AMD is partnering with many of the leading head mounted displays developers including HTC (Vive), Oculus, and Sulon. It worked closely with HTC to implement several LiquidVR features, including: Affinity Multi-GPU, to enable applications to assign tasks to run on specific GPUs (where each GPU renders the viewpoint from a single eye, then composites the outputs into a single stereo 3D image) and Direct-to-Display, which helps support HMDs in existing operating systems, creating a ‘seamless plug-and-play user experience’ that require no special configuration in the OS.

HTC Vive, one of the most impressive new generation Head Mounted Displays (HMDs)

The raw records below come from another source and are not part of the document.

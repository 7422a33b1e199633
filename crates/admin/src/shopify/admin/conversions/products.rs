//! Product type conversion functions.

use crate::shopify::types::{
    AdminProduct, AdminProductConnection, AdminProductVariant, Image, Money, PageInfo,
    ProductStatus,
};

use super::super::queries::{get_product, get_products};
use super::currency_code_to_string;

// =============================================================================
// GetProduct conversions
// =============================================================================

pub fn convert_product(product: get_product::GetProductProduct) -> AdminProduct {
    let status = match product.status {
        get_product::ProductStatus::ACTIVE => ProductStatus::Active,
        get_product::ProductStatus::ARCHIVED => ProductStatus::Archived,
        get_product::ProductStatus::UNLISTED => ProductStatus::Unlisted,
        get_product::ProductStatus::DRAFT | get_product::ProductStatus::Other(_) => {
            ProductStatus::Draft
        }
    };

    AdminProduct {
        id: product.id,
        handle: product.handle,
        title: product.title,
        description: product.description,
        description_html: product.description_html,
        status,
        kind: product.product_type,
        vendor: product.vendor,
        tags: product.tags,
        total_inventory: product.total_inventory,
        created_at: Some(product.created_at),
        updated_at: Some(product.updated_at),
        featured_image: product
            .featured_media
            .and_then(|m| m.preview)
            .and_then(|p| p.image)
            .map(|i| Image {
                id: i.id,
                url: i.url,
                alt_text: i.alt_text,
                width: i.width,
                height: i.height,
            }),
        images: product
            .media
            .edges
            .into_iter()
            .filter_map(|e| {
                e.node.preview.and_then(|p| p.image).map(|i| Image {
                    id: i.id,
                    url: i.url,
                    alt_text: i.alt_text,
                    width: i.width,
                    height: i.height,
                })
            })
            .collect(),
        variants: product
            .variants
            .edges
            .into_iter()
            .map(|e| convert_variant_single(e.node))
            .collect(),
    }
}

fn convert_variant_single(
    v: get_product::GetProductProductVariantsEdgesNode,
) -> AdminProductVariant {
    // Extract image from first media item's preview
    let image = v
        .media
        .edges
        .into_iter()
        .next()
        .and_then(|e| e.node.preview)
        .and_then(|p| p.image)
        .map(|i| Image {
            id: i.id,
            url: i.url,
            alt_text: i.alt_text,
            width: i.width,
            height: i.height,
        });

    AdminProductVariant {
        id: v.id,
        title: v.title,
        sku: v.sku,
        barcode: v.barcode,
        price: Money {
            amount: v.price,
            currency_code: "USD".to_string(), // Price is Money scalar, no currency info
        },
        compare_at_price: v.compare_at_price.map(|p| Money {
            amount: p,
            currency_code: "USD".to_string(),
        }),
        inventory_quantity: v.inventory_quantity.unwrap_or(0),
        inventory_item_id: v.inventory_item.id.clone(),
        inventory_management: Some(format!("{:?}", v.inventory_policy)),
        weight: None, // Weight not included in query
        weight_unit: None,
        requires_shipping: v.inventory_item.requires_shipping,
        image,
        created_at: Some(v.created_at),
        updated_at: Some(v.updated_at),
    }
}

// =============================================================================
// GetProducts conversions
// =============================================================================

pub fn convert_product_connection(
    conn: get_products::GetProductsProducts,
) -> AdminProductConnection {
    AdminProductConnection {
        products: conn
            .edges
            .into_iter()
            .map(|e| convert_products_list_product(e.node))
            .collect(),
        page_info: PageInfo {
            has_next_page: conn.page_info.has_next_page,
            has_previous_page: conn.page_info.has_previous_page,
            start_cursor: conn.page_info.start_cursor,
            end_cursor: conn.page_info.end_cursor,
        },
    }
}

fn convert_products_list_product(
    product: get_products::GetProductsProductsEdgesNode,
) -> AdminProduct {
    let status = match product.status {
        get_products::ProductStatus::ACTIVE => ProductStatus::Active,
        get_products::ProductStatus::ARCHIVED => ProductStatus::Archived,
        get_products::ProductStatus::UNLISTED => ProductStatus::Unlisted,
        get_products::ProductStatus::DRAFT | get_products::ProductStatus::Other(_) => {
            ProductStatus::Draft
        }
    };

    AdminProduct {
        id: product.id,
        handle: product.handle,
        title: product.title,
        description: product.description,
        description_html: product.description_html,
        status,
        kind: product.product_type,
        vendor: product.vendor,
        tags: product.tags,
        total_inventory: product.total_inventory,
        created_at: Some(product.created_at),
        updated_at: Some(product.updated_at),
        featured_image: product
            .featured_media
            .and_then(|m| m.preview)
            .and_then(|p| p.image)
            .map(|i| Image {
                id: i.id,
                url: i.url,
                alt_text: i.alt_text,
                width: i.width,
                height: i.height,
            }),
        images: product
            .media
            .edges
            .into_iter()
            .filter_map(|e| {
                e.node.preview.and_then(|p| p.image).map(|i| Image {
                    id: i.id,
                    url: i.url,
                    alt_text: i.alt_text,
                    width: i.width,
                    height: i.height,
                })
            })
            .collect(),
        variants: product
            .variants
            .edges
            .into_iter()
            .map(|e| convert_products_list_variant(e.node))
            .collect(),
    }
}

fn convert_products_list_variant(
    v: get_products::GetProductsProductsEdgesNodeVariantsEdgesNode,
) -> AdminProductVariant {
    // Extract image from first media item's preview
    let image = v
        .media
        .edges
        .into_iter()
        .next()
        .and_then(|e| e.node.preview)
        .and_then(|p| p.image)
        .map(|i| Image {
            id: i.id,
            url: i.url,
            alt_text: i.alt_text,
            width: i.width,
            height: i.height,
        });

    AdminProductVariant {
        id: v.id,
        title: v.title,
        sku: v.sku,
        barcode: v.barcode,
        price: Money {
            amount: v.price,
            currency_code: "USD".to_string(),
        },
        compare_at_price: v.compare_at_price.map(|p| Money {
            amount: p,
            currency_code: "USD".to_string(),
        }),
        inventory_quantity: v.inventory_quantity.unwrap_or(0),
        inventory_item_id: v.inventory_item.id.clone(),
        inventory_management: Some(format!("{:?}", v.inventory_policy)),
        weight: None, // Weight not included in query
        weight_unit: None,
        requires_shipping: v.inventory_item.requires_shipping,
        image,
        created_at: Some(v.created_at),
        updated_at: Some(v.updated_at),
    }
}
fn convert_order_list(order: get_orders::GetOrdersOrdersEdgesNode) -> Order {
    let pricing = build_pricing_list(&order);
    Order {
        id: order.id,
        name: order.name,
        number: order.number,
        created_at: order.created_at,
        updated_at: order.updated_at,
        financial_status: order
            .display_financial_status
            .as_ref()
            .map(convert_financial_list),
        fulfillment_status: Some(convert_fulfillment_list(&order.display_fulfillment_status)),
        fully_paid: order.fully_paid,
        test: order.test,
        email: order.email,
        phone: order.phone,
        note: order.note,
        subtotal_price: pricing.subtotal,
        total_shipping_price: pricing.shipping,
        total_tax: pricing.tax,
        total_price: pricing.total,
        total_discounts: pricing.discounts,
        currency_code: pricing.currency,
        line_items: order
            .line_items
            .edges
            .into_iter()
            .map(|e| convert_line_item_list(e.node))
            .collect(),
        fulfillments: order
            .fulfillments
            .into_iter()
            .map(convert_fulfillment_obj_list)
            .collect(),
        billing_address: order.billing_address.map(convert_billing_list),
        shipping_address: order.shipping_address.map(convert_shipping_list),
        customer_id: order.customer.map(|c| c.id),
    }
}
//! Claude API client for chat interactions.
//!
//! Provides both streaming and non-streaming API access for the Anthropic Messages API.

use std::sync::Arc;

use async_stream::stream;
use futures::Stream;
use reqwest::header::{CONTENT_TYPE, HeaderMap, HeaderValue};
use secrecy::ExposeSecret;
use tracing::instrument;

use crate::config::ClaudeConfig;

use super::error::{ApiErrorResponse, ClaudeError};
use super::types::{ChatRequest, ChatResponse, Message, StreamEvent, Tool};

const ANTHROPIC_API_URL: &str = "https://api.anthropic.com/v1/messages";
const ANTHROPIC_VERSION: &str = "2023-06-01";
const DEFAULT_MAX_TOKENS: u32 = 4096;

/// Claude API client.
///
/// Provides methods to interact with the Anthropic Messages API for chat
/// completions with optional tool use.
#[derive(Clone)]
pub struct ClaudeClient {
    inner: Arc<ClaudeClientInner>,
}

struct ClaudeClientInner {
    client: reqwest::Client,
    model: String,
}

impl ClaudeClient {
    /// Create a new Claude client.
    ///
    /// # Arguments
    ///
    /// * `config` - Claude API configuration containing API key and model
    ///
    /// # Panics
    ///
    /// Panics if the API key contains invalid header characters.
    #[must_use]
    pub fn new(config: &ClaudeConfig) -> Self {
        let api_key = config.api_key.expose_secret();

        let mut headers = HeaderMap::new();
        headers.insert(CONTENT_TYPE, HeaderValue::from_static("application/json"));
        headers.insert(
            "x-api-key",
            HeaderValue::from_str(api_key).expect("Invalid API key for header"),
        );
        headers.insert(
            "anthropic-version",
            HeaderValue::from_static(ANTHROPIC_VERSION),
        );

        let client = reqwest::Client::builder()
            .default_headers(headers)
            .build()
            .expect("Failed to build HTTP client");

        Self {
            inner: Arc::new(ClaudeClientInner {
                client,
                model: config.model.clone(),
            }),
        }
    }

    /// Send a chat request and get a complete response.
    ///
    /// This is the non-streaming API, suitable for tool use loops where
    /// you need to process the complete response before continuing.
    ///
    /// # Arguments
    ///
    /// * `messages` - Conversation history
    /// * `system` - Optional system prompt
    /// * `tools` - Optional list of available tools
    ///
    /// # Errors
    ///
    /// Returns an error if the API request fails or returns an error response.
    #[instrument(skip(self, messages, tools), fields(model = %self.inner.model))]
    pub async fn chat(
        &self,
        messages: Vec<Message>,
        system: Option<String>,
        tools: Option<Vec<Tool>>,
    ) -> Result<ChatResponse, ClaudeError> {
        let request = ChatRequest {
            model: self.inner.model.clone(),
            max_tokens: DEFAULT_MAX_TOKENS,
            messages,
            system,
            tools,
            stream: None,
        };

        let response = self
            .inner
            .client
            .post(ANTHROPIC_API_URL)
            .json(&request)
            .send()
            .await?;

        self.handle_response(response).await
    }

    /// Send a chat request and get a streaming response.
    ///
    /// Returns a stream of events for real-time display of the response.
    ///
    /// # Arguments
    ///
    /// * `messages` - Conversation history
    /// * `system` - Optional system prompt
    /// * `tools` - Optional list of available tools
    ///
    /// # Errors
    ///
    /// Returns an error if the initial request fails.
    #[instrument(skip(self, messages, tools), fields(model = %self.inner.model))]
    pub async fn chat_stream(
        &self,
        messages: Vec<Message>,
        system: Option<String>,
        tools: Option<Vec<Tool>>,
    ) -> Result<impl Stream<Item = Result<StreamEvent, ClaudeError>>, ClaudeError> {
        let request = ChatRequest {
            model: self.inner.model.clone(),
            max_tokens: DEFAULT_MAX_TOKENS,
            messages,
            system,
            tools,
            stream: Some(true),
        };

        let response = self
            .inner
            .client
            .post(ANTHROPIC_API_URL)
            .json(&request)
            .send()
            .await?;

        // Check for error responses before streaming
        let status = response.status();
        if !status.is_success() {
            return Err(self.handle_error_status(status, response).await);
        }

        // Return a stream that parses SSE events
        Ok(stream! {
            use futures::StreamExt;

            let mut buffer = String::new();
            let mut byte_stream = std::pin::pin!(response.bytes_stream());

            while let Some(chunk_result) = byte_stream.next().await {
                match chunk_result {
                    Ok(chunk) => {
                        let text = match std::str::from_utf8(&chunk) {
                            Ok(t) => t,
                            Err(e) => {
                                yield Err(ClaudeError::Parse(format!("Invalid UTF-8: {e}")));
                                continue;
                            }
                        };

                        buffer.push_str(text);

                        // Process complete SSE events
                        while let Some(event) = extract_sse_event(&mut buffer) {
                            if let Some(parsed) = parse_sse_event(&event) {
                                match parsed {
                                    Ok(stream_event) => yield Ok(stream_event),
                                    Err(e) => yield Err(e),
                                }
                            }
                        }
                    }
                    Err(e) => {
                        yield Err(ClaudeError::Stream(e.to_string()));
                    }
                }
            }
        })
    }

    /// Handle a successful response.
    async fn handle_response(
        &self,
        response: reqwest::Response,
    ) -> Result<ChatResponse, ClaudeError> {
        let status = response.status();

        if status.is_success() {
            let body = response.text().await?;
            serde_json::from_str(&body)
                .map_err(|e| ClaudeError::Parse(format!("Failed to parse response: {e}")))
        } else {
            Err(self.handle_error_status(status, response).await)
        }
    }

    /// Handle an error status code.
    async fn handle_error_status(
        &self,
        status: reqwest::StatusCode,
        response: reqwest::Response,
    ) -> ClaudeError {
        // Check for rate limiting
        if status == reqwest::StatusCode::TOO_MANY_REQUESTS {
            let retry_after = response
                .headers()
                .get("Retry-After")
                .and_then(|v| v.to_str().ok())
                .and_then(|s| s.parse().ok())
                .unwrap_or(60);
            return ClaudeError::RateLimited(retry_after);
        }

        // Check for unauthorized
        if status == reqwest::StatusCode::UNAUTHORIZED {
            return ClaudeError::Unauthorized("Invalid API key".to_string());
        }

        // Try to parse API error response
        match response.text().await {
            Ok(body) => {
                if let Ok(api_error) = serde_json::from_str::<ApiErrorResponse>(&body) {
                    ClaudeError::Api {
                        error_type: api_error.error.error_type,
                        message: api_error.error.message,
                    }
                } else {
                    ClaudeError::Api {
                        error_type: "unknown".to_string(),
                        message: body,
                    }
                }
            }
            Err(e) => ClaudeError::Http(e),
        }
    }
}

/// Extract a complete SSE event from the buffer.
///
/// Returns `Some(event)` if a complete event was found (and removes it from buffer),
/// or `None` if no complete event is available yet.
fn extract_sse_event(buffer: &mut String) -> Option<String> {
    // SSE events are separated by double newlines
    buffer.find("\n\n").map(|idx| {
        let event = buffer[..idx].to_string();
        *buffer = buffer[idx + 2..].to_string();
        event
    })
}

/// Parse an SSE event string into a `StreamEvent`.
fn parse_sse_event(event: &str) -> Option<Result<StreamEvent, ClaudeError>> {
    // Skip empty events
    if event.trim().is_empty() {
        return None;
    }

    // Parse SSE format: "event: <type>\ndata: <json>"
    let mut data_line = None;

    for line in event.lines() {
        if let Some(stripped) = line.strip_prefix("data: ") {
            data_line = Some(stripped);
        }
    }

    let data = data_line?;

    // Handle [DONE] marker (not used by Claude but handle it anyway)
    if data == "[DONE]" {
        return None;
    }

    // Parse the JSON data
    match serde_json::from_str::<StreamEvent>(data) {
        Ok(stream_event) => Some(Ok(stream_event)),
        Err(e) => Some(Err(ClaudeError::Parse(format!(
            "Failed to parse stream event: {e}"
        )))),
    }
}

#[cfg(test)]
mod tests {
    use super::*;

    #[test]
    fn test_extract_sse_event() {
        let mut buffer = "event: message_start\ndata: {}\n\nevent: ping\ndata: {}\n\n".to_string();

        let event1 = extract_sse_event(&mut buffer);
        assert!(event1.is_some());
        assert!(event1.expect("no event").contains("message_start"));

        let event2 = extract_sse_event(&mut buffer);
        assert!(event2.is_some());

        let event3 = extract_sse_event(&mut buffer);
        assert!(event3.is_none());
    }

    #[test]
    fn test_extract_sse_event_incomplete() {
        let mut buffer = "event: message_start\ndata: {\"partial".to_string();
        let event = extract_sse_event(&mut buffer);
        assert!(event.is_none());
        assert_eq!(buffer, "event: message_start\ndata: {\"partial");
    }

    #[test]
    fn test_parse_sse_event_ping() {
        let event = "event: ping\ndata: {\"type\":\"ping\"}";
        let result = parse_sse_event(event);
        assert!(result.is_some());
        let stream_event = result.expect("no result").expect("parse error");
        assert!(matches!(stream_event, StreamEvent::Ping));
    }

    #[test]
    fn test_parse_sse_event_empty() {
        let event = "";
        let result = parse_sse_event(event);
        assert!(result.is_none());
    }

    #[test]
    fn test_claude_client_is_clone() {
        fn assert_clone<T: Clone>() {}
        assert_clone::<ClaudeClient>();
    }

    #[test]
    fn test_claude_client_is_send_sync() {
        fn assert_send_sync<T: Send + Sync>() {}
        assert_send_sync::<ClaudeClient>();
    }
}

Meanwhile, AMD’s FireRender plug-in, a GPU-optimised physically based renderer, can also make use of a high-end GPU like the AMD FirePro W9100 32GB, particularly when rendering at 4K+ resolutions. The software is currently free for Autodesk 3ds Max and is also the technology at the heart of a free interactive photorealistic ray trace renderer for the forthcoming Rhino version 6 that works inside the Rhino viewport.

The AMD FirePro W9100 32GB GPU can also be used to calculate complex engineering simulations with OpenCL-accelerated applications like Siemens NX Nastran and Simulia Abaqus. Here, the large memory footprint enables engineers to solve larger engineering analysis studies.

AMD FireRender, a free interactive photorealistic ray trace renderer for Rhino that works inside the Rhino viewport.